Donnerstag, 25.04.2024, 12:49 Uhr|zuletzt aktualisiert: Donnerstag, 25.04.2024, 12:49 Uhr Lesedauer: 5 Minuten |
Im vergangenen Jahr haben Opferberatungsstellen in Sachsen deutlich mehr Fälle rechter Gewalt gezählt. Von 248 rechtsmotivierten Angriffen waren mindestens 380 Menschen betroffen, wie die Opferberatung Support des RAA Sachsen in Dresden bei der Vorstellung ihrer Jahresstatistik mitteilte. Die Zahl sowohl der Angriffe als auch der Opfer stieg demnach um 21 Prozent im Vergleich zu 2022. Schwerpunktregionen seien neben den Großstädten Leipzig (70), Dresden (42) und Chemnitz (23) erneut auch die Landkreise Zwickau (21), Leipzig (17) und Bautzen (17) gewesen – sowie zum ersten Mal auch Görlitz (17).

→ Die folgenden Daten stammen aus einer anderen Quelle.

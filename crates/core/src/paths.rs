//! Encoding scheme used for the directory names under `~/.claude/projects`.
//!
//! Claude Code flattens an absolute project path into a single directory
//! name by escaping `-` as `--` and then turning every `/` into `-`. Decoding
//! reverses that in two passes so that a literal `-` in the original path
//! isn't mistaken for a path separator.

const ESCAPED_DASH_PLACEHOLDER: char = '\u{0}';

/// Turn an absolute filesystem path into the directory-name encoding Claude
/// Code uses under `~/.claude/projects`.
pub fn encode_project_path(path: &str) -> String {
    path.replace('-', "--").replace('/', "-")
}

/// Reverse [`encode_project_path`].
///
/// Every `--` in the encoded name is a literal `-` from the original path;
/// every remaining single `-` is a restored `/`. We swap `--` out for a
/// placeholder byte first so the single-dash pass can't confuse the two.
///
/// A name that doesn't start with `-` is legacy/unencoded data and is
/// returned verbatim rather than mangled by the `-` -> `/` pass.
pub fn decode_project_path(encoded: &str) -> String {
    if !encoded.starts_with('-') {
        return encoded.to_string();
    }
    let placeholder = encoded.replace("--", &ESCAPED_DASH_PLACEHOLDER.to_string());
    let with_slashes = placeholder.replace('-', "/");
    with_slashes.replace(ESCAPED_DASH_PLACEHOLDER, "-")
}

/// Heuristic used by the indexer to flag ambiguously-encoded legacy names:
/// the decoded display name still contains a `-` but the encoded form never
/// escaped one as `--`, so we can't tell whether that `-` was a literal dash
/// or an unescaped path separator. Ported verbatim from the original
/// implementation's check, including its conservatism: under this codec's
/// own `encode_project_path`, an encoded string with no `--` always decodes
/// to a display name with no `-` either, so this rarely fires on data this
/// encoder produced itself — it exists to flag names written by some other,
/// non-escaping producer.
pub fn is_ambiguous_encoding(encoded: &str) -> bool {
    let decoded = decode_project_path(encoded);
    let name = display_name(&decoded);
    name.contains('-') && !encoded.contains("--")
}

/// A short, human-friendly name for a project: the final path component of
/// the decoded path, or the decoded path itself if it has no components.
pub fn display_name(decoded_path: &str) -> String {
    decoded_path
        .rsplit('/')
        .find(|segment| !segment.is_empty())
        .map(str::to_string)
        .unwrap_or_else(|| decoded_path.to_string())
}
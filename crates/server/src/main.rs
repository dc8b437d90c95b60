use std::net::SocketAddr;
use std::sync::Arc;
use std::time::Duration;

use clap::Parser;
use session_watch_core::{Config, Indexer, IndexerConfig};
use session_watch_server::destinations::{DestinationManager, NoopSessionStartHook};
use session_watch_server::routes::api_routes;
use session_watch_server::state::AppState;
use tracing_subscriber::EnvFilter;

/// Indexes and serves Claude Code session logs over HTTP, with optional
/// Telegram/Slack bots for watching sessions from chat.
#[derive(Debug, Parser)]
#[command(name = "session-watch", version)]
struct Args {
    /// Directory containing per-project session logs (`~/.claude/projects` by
    /// default). Repeatable to index more than one root.
    #[arg(long = "projects-dir")]
    projects_dirs: Vec<std::path::PathBuf>,

    /// Directory for the persisted index and destinations config.
    #[arg(long)]
    state_dir: Option<std::path::PathBuf>,

    /// Address to bind the HTTP server to.
    #[arg(long, default_value = "127.0.0.1:4317")]
    bind: SocketAddr,

    /// Telegram bot token. Read from `TELEGRAM_BOT_TOKEN` if unset.
    #[arg(long, env = "TELEGRAM_BOT_TOKEN")]
    telegram_bot_token: Option<String>,

    /// Slack bot token. Read from `SLACK_BOT_TOKEN` if unset.
    #[arg(long, env = "SLACK_BOT_TOKEN")]
    slack_bot_token: Option<String>,

    /// Skip the background refresh loop; only refresh on explicit API calls.
    #[arg(long)]
    no_background_refresh: bool,
}

#[tokio::main]
async fn main() -> anyhow::Result<()> {
    tracing_subscriber::fmt()
        .with_env_filter(EnvFilter::try_from_default_env().unwrap_or_else(|_| EnvFilter::new("info")))
        .init();

    let args = Args::parse();

    let projects_dirs = if args.projects_dirs.is_empty() {
        vec![dirs::home_dir()
            .map(|home| home.join(".claude").join("projects"))
            .ok_or_else(|| anyhow::anyhow!("could not determine projects directory; pass --projects-dir"))?]
    } else {
        args.projects_dirs.clone()
    };
    let state_dir = args
        .state_dir
        .or_else(|| dirs::home_dir().map(|home| home.join(".claude").join("session-watch")))
        .ok_or_else(|| anyhow::anyhow!("could not determine state directory; pass --state-dir"))?;
    std::fs::create_dir_all(&state_dir)?;

    let indexer_config = IndexerConfig::default();
    let refresh_interval = Duration::from_secs(indexer_config.refresh_interval_secs);
    let indexer = Arc::new(Indexer::with_roots(projects_dirs, state_dir.clone(), indexer_config));

    tracing::info!("running initial index refresh");
    indexer.refresh(true).await?;

    let destinations_path = state_dir.join("destinations.yaml");
    let destinations = Arc::new(DestinationManager::new(destinations_path.clone(), Arc::new(NoopSessionStartHook)));
    let config = Config::load(&destinations_path)?;
    destinations.restore_from_config(&config);

    let state = AppState::new(indexer.clone(), destinations, args.telegram_bot_token.clone(), args.slack_bot_token.clone());

    if !args.no_background_refresh {
        let background_indexer = indexer.clone();
        tokio::spawn(async move {
            let mut ticker = tokio::time::interval(refresh_interval);
            ticker.tick().await; // skip the immediate tick; we just refreshed above
            loop {
                ticker.tick().await;
                if let Err(err) = background_indexer.refresh(false).await {
                    tracing::warn!(error = %err, "background index refresh failed");
                }
            }
        });
    }

    {
        let cleanup_state = state.clone();
        tokio::spawn(async move {
            let mut ticker = tokio::time::interval(Duration::from_secs(60));
            loop {
                ticker.tick().await;
                cleanup_state.search_limiter.cleanup();
                cleanup_state.preview_limiter.cleanup();
                cleanup_state.refresh_limiter.cleanup();
                cleanup_state.chat_limiter.cleanup();
                cleanup_state.search_states.cleanup_expired();
            }
        });
    }

    let app = api_routes(state);
    tracing::info!(addr = %args.bind, "starting session-watch server");
    let listener = tokio::net::TcpListener::bind(args.bind).await?;
    axum::serve(listener, app.into_make_service_with_connect_info::<SocketAddr>()).await?;
    Ok(())
}
//! Color types and conversion utilities
//!
//! Conversion runs one way, from the hex strings palettes are exchanged in
//! to the Lab values catalogs are compared in:
//!
//! ```text
//! "#RRGGBB" --parse--> Rgb --gamma decode, primaries--> Xyz --D65, f(t)--> Lab
//! ```
//!
//! # Example
//!
//! ```
//! use color_match::{Lab, Rgb, Xyz};
//!
//! let rgb: Rgb = "#C8102E".parse().unwrap();
//! let xyz = Xyz::from(rgb);
//! let lab = Lab::from(xyz);
//! assert!(lab.a > 0.0); // reddish
//! ```

mod lab;
mod rgb;
mod xyz;

pub use lab::{delta_e, Lab, D65_WHITE};
pub use rgb::Rgb;
pub use xyz::Xyz;
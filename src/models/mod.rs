pub mod config;
pub mod palette;

pub use config::{AppConfig, CatalogOverrides, OutputConfig};
pub use palette::PaletteDocument;
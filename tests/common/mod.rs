//! Common test infrastructure for Palette Snoop integration tests.
//!
//! Each test file compiles its own copy of this module, so items may appear
//! unused from the perspective of a single test file even though they're
//! used elsewhere.

#![allow(dead_code)]
#![allow(unused_imports)]

pub mod fixtures;

use std::path::PathBuf;

use tempfile::TempDir;

/// Write `content` to `name` inside a fresh temp dir
///
/// The returned `TempDir` must be kept alive for as long as the file is used.
pub fn temp_file(name: &str, content: &str) -> (TempDir, PathBuf) {
    let dir = tempfile::tempdir().expect("create temp dir");
    let path = dir.path().join(name);
    std::fs::write(&path, content).expect("write temp file");
    (dir, path)
}
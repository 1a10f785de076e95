//! Test fixtures and constants.

/// Palette documents in the shapes the enrich command accepts
pub mod palettes {
    /// Generative-service response with the three primaries
    pub const PRIMARIES_RESPONSE: &str = r##"{
  "palette": [
    {"hex": "#FF0000", "name": "Red", "description": "poppy petals"},
    {"hex": "#00FF00", "name": "Green", "description": "stem"},
    {"hex": "#0000FF", "name": "Blue", "description": "sky reflection"}
  ]
}"##;

    /// Bare array with an extra field on the second item
    pub const BARE_WITH_EXTRAS: &str = r##"[
  {"hex": "#F4F3EE", "name": "Paper", "description": "background"},
  {"hex": "#222120", "name": "Charcoal", "description": "lettering", "source": {"image": 2}}
]"##;

    /// Second item carries a truncated hex
    pub const MALFORMED_SECOND: &str = r##"[
  {"hex": "#FFD100", "name": "Sun", "description": "centre"},
  {"hex": "#12", "name": "Broken", "description": "truncated"}
]"##;
}

/// Config files
pub mod configs {
    /// Two-entry paint and ink catalogs: everything resolves to black or white
    pub const TWO_TONE: &str = r##"
catalogs:
  paints:
    - name: Lamp Black
      hex: "#000000"
    - name: Flake White
      hex: "#FFFFFF"
  inks:
    - code: K
      name: Black
      hex: "#000000"
    - code: W
      name: White
      hex: "#FFFFFF"
output:
  pretty: false
"##;

    /// Empty ink override, which must be rejected
    pub const EMPTY_INKS: &str = "catalogs:\n  inks: []\n";

    /// Paint override with a 3-digit shorthand entry
    pub const SHORTHAND_PAINT: &str = r##"
catalogs:
  paints:
    - name: Smudge
      hex: "#ABC"
"##;
}
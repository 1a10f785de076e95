//! Builtin print-ink catalog: a subset of the coated (C) solid ink guide,
//! grouped by hue family.
//!
//! Two entries share a hex value (PMS 327 C and PMS 7710 C); ties resolve to
//! the earlier one.

use super::entry::InkColor;

pub static PANTONE_COLORS: &[InkColor] = &[
    // Yellows
    InkColor::new("PMS 100 C", "Yellow", "#F6E200"),
    InkColor::new("PMS 102 C", "Yellow", "#FCE300"),
    InkColor::new("PMS 107 C", "Yellow", "#F9E526"),
    InkColor::new("PMS 108 C", "Yellow", "#FEDB00"),
    InkColor::new("PMS 109 C", "Yellow", "#FFD100"),
    InkColor::new("PMS 113 C", "Yellow", "#FBD760"),
    InkColor::new("PMS 116 C", "Yellow", "#FFCD00"),
    InkColor::new("PMS 123 C", "Yellow", "#FFC72C"),
    InkColor::new("PMS 130 C", "Yellow-Orange", "#F2A900"),
    InkColor::new("PMS 3955 C", "Neon Yellow", "#F3F315"),
    InkColor::new("PMS 7405 C", "Muted Yellow", "#E2B73E"),

    // Oranges
    InkColor::new("PMS 137 C", "Orange", "#FFA300"),
    InkColor::new("PMS 144 C", "Orange", "#ED8B00"),
    InkColor::new("PMS 151 C", "Orange", "#FF8200"),
    InkColor::new("PMS 158 C", "Orange", "#E87722"),
    InkColor::new("PMS 165 C", "Orange", "#FF671F"),
    InkColor::new("PMS 1665 C", "Orange", "#DC4405"),
    InkColor::new("PMS 172 C", "Red-Orange", "#FA4616"),
    InkColor::new("PMS 716 C", "Bright Orange", "#EA7600"),

    // Reds
    InkColor::new("PMS 179 C", "Red", "#E03C31"),
    InkColor::new("PMS 1788 C", "Red", "#EE2737"),
    InkColor::new("PMS 185 C", "Red", "#E4002B"),
    InkColor::new("PMS 186 C", "Red", "#C8102E"),
    InkColor::new("PMS 199 C", "Red", "#D50032"),
    InkColor::new("PMS 200 C", "Red", "#BA0C2F"),
    InkColor::new("PMS 201 C", "Red", "#9D2235"),
    InkColor::new("PMS 202 C", "Dark Red", "#862633"),
    InkColor::new("PMS 485 C", "Red", "#DA291C"),
    InkColor::new("PMS 703 C", "Pastel Red", "#A64B4F"),
    InkColor::new("PMS 7621 C", "Brick Red", "#AB2328"),

    // Pinks / Magentas
    InkColor::new("PMS 212 C", "Pink", "#F55274"),
    InkColor::new("PMS 219 C", "Rubine Red", "#DA1884"),
    InkColor::new("PMS 226 C", "Magenta", "#D70075"),
    InkColor::new("PMS 232 C", "Rhodamine Red", "#EE3C96"),
    InkColor::new("PMS Process Magenta C", "Magenta", "#EC008C"),
    InkColor::new("PMS 707 C", "Light Pink", "#F9A3A9"),
    InkColor::new("PMS 7425 C", "Deep Pink", "#B04A6C"),

    // Purples
    InkColor::new("PMS 239 C", "Purple", "#D8248E"),
    InkColor::new("PMS 259 C", "Purple", "#6D2077"),
    InkColor::new("PMS 266 C", "Purple", "#753BBD"),
    InkColor::new("PMS 268 C", "Purple", "#582C83"),
    InkColor::new("PMS 273 C", "Purple", "#38215B"),
    InkColor::new("PMS 513 C", "Violet", "#94459A"),
    InkColor::new("PMS 7671 C", "Indigo Purple", "#5B4F95"),

    // Blues
    InkColor::new("PMS 280 C", "Navy Blue", "#012169"),
    InkColor::new("PMS 286 C", "Royal Blue", "#0033A0"),
    InkColor::new("PMS 293 C", "Blue", "#003DA5"),
    InkColor::new("PMS 299 C", "Sky Blue", "#00A3E0"),
    InkColor::new("PMS 300 C", "Blue", "#005EB8"),
    InkColor::new("PMS 306 C", "Process Blue", "#00B5E2"),
    InkColor::new("PMS 312 C", "Blue", "#009CDE"),
    InkColor::new("PMS 533 C", "Navy", "#1F2A44"),
    InkColor::new("PMS 541 C", "Blue", "#003C71"),
    InkColor::new("PMS 647 C", "Blue", "#22557F"),
    InkColor::new("PMS 279 C", "Cornflower", "#418FDE"),
    InkColor::new("PMS 7455 C", "Periwinkle", "#455898"),
    InkColor::new("PMS Process Cyan C", "Cyan", "#009EE3"),

    // Teals / Aquas
    InkColor::new("PMS 320 C", "Teal", "#009DA5"),
    InkColor::new("PMS 327 C", "Teal", "#00857D"),
    InkColor::new("PMS 3258 C", "Mint", "#49C5B1"),
    InkColor::new("PMS 7710 C", "Dark Teal", "#00857D"),

    // Greens
    InkColor::new("PMS 347 C", "Green", "#009A44"),
    InkColor::new("PMS 354 C", "Bright Green", "#00B140"),
    InkColor::new("PMS 361 C", "Green", "#43B02A"),
    InkColor::new("PMS 368 C", "Lime Green", "#78BE20"),
    InkColor::new("PMS 375 C", "Green", "#97D700"),
    InkColor::new("PMS 382 C", "Yellow-Green", "#BAD80A"),
    InkColor::new("PMS 340 C", "Teal Green", "#00965E"),
    InkColor::new("PMS 342 C", "Forest Green", "#006A4E"),
    InkColor::new("PMS 350 C", "Deep Green", "#2C5234"),
    InkColor::new("PMS 7482 C", "Light Green", "#00AD5F"),
    InkColor::new("PMS 7488 C", "Grass Green", "#6CC24A"),
    InkColor::new("PMS 7738 C", "Dark Forest", "#1A4B2D"),
    InkColor::new("PMS 357 C", "Olive Drab", "#21412D"),
    InkColor::new("PMS 575 C", "Olive", "#67823A"),
    InkColor::new("PMS 583 C", "Chartreuse", "#A2B025"),
    InkColor::new("PMS 555 C", "Dark Green", "#206C49"),

    // Browns / Tans / Earth
    InkColor::new("PMS 448 C", "Drab", "#4A412A"),
    InkColor::new("PMS 469 C", "Brown", "#623412"),
    InkColor::new("PMS 476 C", "Dark Brown", "#4E3629"),
    InkColor::new("PMS 729 C", "Tan", "#BFA07A"),
    InkColor::new("PMS 7502 C", "Beige", "#CEB888"),
    InkColor::new("PMS 7532 C", "Taupe", "#5B4C3A"),
    InkColor::new("PMS 4625 C", "Espresso", "#4F2C1D"),

    // Grays / Blacks / Metallics
    InkColor::new("PMS 420 C", "Light Gray", "#C7C9C7"),
    InkColor::new("PMS 421 C", "Gray", "#B2B4B2"),
    InkColor::new("PMS 424 C", "Gray", "#707372"),
    InkColor::new("PMS 425 C", "Dark Gray", "#54585A"),
    InkColor::new("PMS Cool Gray 1 C", "Cool Gray", "#D9D9D6"),
    InkColor::new("PMS Cool Gray 5 C", "Cool Gray", "#B1B3B3"),
    InkColor::new("PMS Cool Gray 11 C", "Cool Gray", "#53565A"),
    InkColor::new("PMS Warm Gray 1 C", "Warm Gray", "#D7D2CB"),
    InkColor::new("PMS Warm Gray 5 C", "Warm Gray", "#ACA39A"),
    InkColor::new("PMS Warm Gray 11 C", "Warm Gray", "#6E6259"),
    InkColor::new("PMS Process Black C", "Black", "#2E2925"),
    InkColor::new("PMS Black 6 C", "Black", "#101820"),
    InkColor::new("PMS 871 C", "Gold", "#84754E"),
    InkColor::new("PMS 877 C", "Silver", "#8A8D8F"),

    // More specific shades
    InkColor::new("PMS 5625 C", "Sage", "#6E8574"),
    InkColor::new("PMS 7545 C", "Slate", "#425563"),
    InkColor::new("PMS 7605 C", "Sand", "#D6C4B1"),
    InkColor::new("PMS 2001 C", "Neon Orange", "#FFA35F"),
];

„Der Anstieg rechtsmotivierter Gewalt in Sachsen ist mit Blick auf die bevorstehenden Kommunal- und Landtagswahlen besorgniserregend“, sagte Andrea Hübler, Geschäftsführerin der Beratung RAA Sachsen. Gerade in Wahlkampfzeiten sei damit zu rechnen, dass politische Gegner ins Visier gerieten. Hübler zufolge sind alle demokratischen Parteien betroffen, besonders aber Grüne und Linke als Hauptfeindbild der extremen Rechten sowie Menschen, die sich gegen rechts und für Demokratie einsetzen. Auch Sozialministerin Petra Köpping nannte die Zahlen besorgniserregend. „Jeder einzelne Übergriff ist ein Angriff auf die Demokratie und den Zusammenhalt in unserer Gesellschaft“, sagte sie laut einer Mitteilung.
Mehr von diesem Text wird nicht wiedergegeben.